→ WHAT THE TASK REQUIRES
Every record must appear in your reply exactly as written.

→ Saved data entries

☆ ☆ ☆

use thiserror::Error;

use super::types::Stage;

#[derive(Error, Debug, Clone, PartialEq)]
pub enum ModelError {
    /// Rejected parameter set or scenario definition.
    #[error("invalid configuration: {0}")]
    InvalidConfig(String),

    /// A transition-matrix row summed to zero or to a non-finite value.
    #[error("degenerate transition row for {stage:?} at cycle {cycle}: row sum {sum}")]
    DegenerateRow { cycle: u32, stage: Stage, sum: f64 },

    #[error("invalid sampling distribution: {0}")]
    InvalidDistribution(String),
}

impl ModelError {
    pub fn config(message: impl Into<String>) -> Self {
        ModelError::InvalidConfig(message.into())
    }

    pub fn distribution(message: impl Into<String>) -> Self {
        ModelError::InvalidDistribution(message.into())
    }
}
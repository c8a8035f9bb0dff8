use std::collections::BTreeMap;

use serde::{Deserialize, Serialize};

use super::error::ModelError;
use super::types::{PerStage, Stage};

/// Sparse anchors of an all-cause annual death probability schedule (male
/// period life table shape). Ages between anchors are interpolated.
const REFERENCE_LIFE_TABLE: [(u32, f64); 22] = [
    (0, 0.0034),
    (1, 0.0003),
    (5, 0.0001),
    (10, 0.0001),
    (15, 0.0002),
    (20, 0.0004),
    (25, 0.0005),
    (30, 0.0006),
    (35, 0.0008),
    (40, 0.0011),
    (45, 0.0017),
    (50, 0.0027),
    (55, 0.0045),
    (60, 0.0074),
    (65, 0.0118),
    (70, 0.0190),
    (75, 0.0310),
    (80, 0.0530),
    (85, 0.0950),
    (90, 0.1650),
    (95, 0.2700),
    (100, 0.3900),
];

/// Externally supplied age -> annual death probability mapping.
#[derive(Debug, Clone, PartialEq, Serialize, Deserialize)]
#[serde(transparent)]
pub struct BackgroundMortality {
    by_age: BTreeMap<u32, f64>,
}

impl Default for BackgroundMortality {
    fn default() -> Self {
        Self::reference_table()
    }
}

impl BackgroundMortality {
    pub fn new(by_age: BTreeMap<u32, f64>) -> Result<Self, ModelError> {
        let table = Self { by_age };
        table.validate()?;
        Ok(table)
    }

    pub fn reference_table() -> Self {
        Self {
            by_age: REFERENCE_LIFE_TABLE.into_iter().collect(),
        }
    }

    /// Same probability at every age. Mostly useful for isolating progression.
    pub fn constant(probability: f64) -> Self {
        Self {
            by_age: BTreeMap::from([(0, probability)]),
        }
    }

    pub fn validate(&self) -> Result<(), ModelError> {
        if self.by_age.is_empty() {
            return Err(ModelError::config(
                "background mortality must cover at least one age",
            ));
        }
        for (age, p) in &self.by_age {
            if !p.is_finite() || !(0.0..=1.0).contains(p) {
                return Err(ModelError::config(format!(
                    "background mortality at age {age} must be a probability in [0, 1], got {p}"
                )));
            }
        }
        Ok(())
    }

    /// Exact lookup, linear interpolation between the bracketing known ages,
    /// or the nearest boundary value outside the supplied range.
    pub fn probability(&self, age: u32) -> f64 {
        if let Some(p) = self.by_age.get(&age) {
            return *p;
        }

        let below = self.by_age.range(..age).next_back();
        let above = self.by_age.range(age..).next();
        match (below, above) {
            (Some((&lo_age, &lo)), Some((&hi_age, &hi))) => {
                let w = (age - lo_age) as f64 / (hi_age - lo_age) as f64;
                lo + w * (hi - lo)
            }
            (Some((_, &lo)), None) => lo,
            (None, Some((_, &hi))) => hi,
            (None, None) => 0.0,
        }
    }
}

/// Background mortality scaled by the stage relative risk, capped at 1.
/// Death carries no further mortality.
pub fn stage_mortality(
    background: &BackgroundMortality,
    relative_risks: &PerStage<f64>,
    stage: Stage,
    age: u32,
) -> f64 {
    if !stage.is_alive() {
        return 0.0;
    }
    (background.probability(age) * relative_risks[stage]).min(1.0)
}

☆ ☆ ☆

→ RESPONSE FOR THIS EXERCISE
use thiserror::Error;

use super::types::Stage;

#[derive(Error, Debug, Clone, PartialEq)]
pub enum ModelError {
    /// Rejected parameter set or scenario definition.
    #[error("invalid configuration: {0}")]
    InvalidConfig(String),

    /// A transition-matrix row summed to zero or to a non-finite value.
    #[error("degenerate transition row for {stage:?} at cycle {cycle}: row sum {sum}")]
    DegenerateRow { cycle: u32, stage: Stage, sum: f64 },

    #[error("invalid sampling distribution: {0}")]
    InvalidDistribution(String),
}

impl ModelError {
    pub fn config(message: impl Into<String>) -> Self {
        ModelError::InvalidConfig(message.into())
    }

    pub fn distribution(message: impl Into<String>) -> Self {
        ModelError::InvalidDistribution(message.into())
    }
}
repository c8a8035f9bb0dff8
use std::collections::BTreeMap;

use serde::{Deserialize, Serialize};

use super::error::ModelError;
use super::types::{PerStage, Stage};

/// Sparse anchors of an all-cause annual death probability schedule (male
/// period life table shape). Ages between anchors are interpolated.
const REFERENCE_LIFE_TABLE: [(u32, f64); 22] = [
    (0, 0.0034),
    (1, 0.0003),
    (5, 0.0001),
    (10, 0.0001),
    (15, 0.0002),
    (20, 0.0004),
    (25, 0.0005),
    (30, 0.0006),
    (35, 0.0008),
    (40, 0.0011),
    (45, 0.0017),
    (50, 0.0027),
    (55, 0.0045),
    (60, 0.0074),
    (65, 0.0118),
    (70, 0.0190),
    (75, 0.0310),
    (80, 0.0530),
    (85, 0.0950),
    (90, 0.1650),
    (95, 0.2700),
    (100, 0.3900),
];

/// Externally supplied age -> annual death probability mapping.
#[derive(Debug, Clone, PartialEq, Serialize, Deserialize)]
#[serde(transparent)]
pub struct BackgroundMortality {
    by_age: BTreeMap<u32, f64>,
}

impl Default for BackgroundMortality {
    fn default() -> Self {
        Self::reference_table()
    }
}

impl BackgroundMortality {
    pub fn new(by_age: BTreeMap<u32, f64>) -> Result<Self, ModelError> {
        let table = Self { by_age };
        table.validate()?;
        Ok(table)
    }

    pub fn reference_table() -> Self {
        Self {
            by_age: REFERENCE_LIFE_TABLE.into_iter().collect(),
        }
    }

    /// Same probability at every age. Mostly useful for isolating progression.
    pub fn constant(probability: f64) -> Self {
        Self {
            by_age: BTreeMap::from([(0, probability)]),
        }
    }

    pub fn validate(&self) -> Result<(), ModelError> {
        if self.by_age.is_empty() {
            return Err(ModelError::config(
                "background mortality must cover at least one age",
            ));
        }
        for (age, p) in &self.by_age {
            if !p.is_finite() || !(0.0..=1.0).contains(p) {
                return Err(ModelError::config(format!(
                    "background mortality at age {age} must be a probability in [0, 1], got {p}"
                )));
            }
        }
        Ok(())
    }

    /// Exact lookup, linear interpolation between the bracketing known ages,
    /// or the nearest boundary value outside the supplied range.
    pub fn probability(&self, age: u32) -> f64 {
        if let Some(p) = self.by_age.get(&age) {
            return *p;
        }

        let below = self.by_age.range(..age).next_back();
        let above = self.by_age.range(age..).next();
        match (below, above) {
            (Some((&lo_age, &lo)), Some((&hi_age, &hi))) => {
                let w = (age - lo_age) as f64 / (hi_age - lo_age) as f64;
                lo + w * (hi - lo)
            }
            (Some((_, &lo)), None) => lo,
            (None, Some((_, &hi))) => hi,
            (None, None) => 0.0,
        }
    }
}

/// Background mortality scaled by the stage relative risk, capped at 1.
/// Death carries no further mortality.
pub fn stage_mortality(
    background: &BackgroundMortality,
    relative_risks: &PerStage<f64>,
    stage: Stage,
    age: u32,
) -> f64 {
    if !stage.is_alive() {
        return 0.0;
    }
    (background.probability(age) * relative_risks[stage]).min(1.0)
}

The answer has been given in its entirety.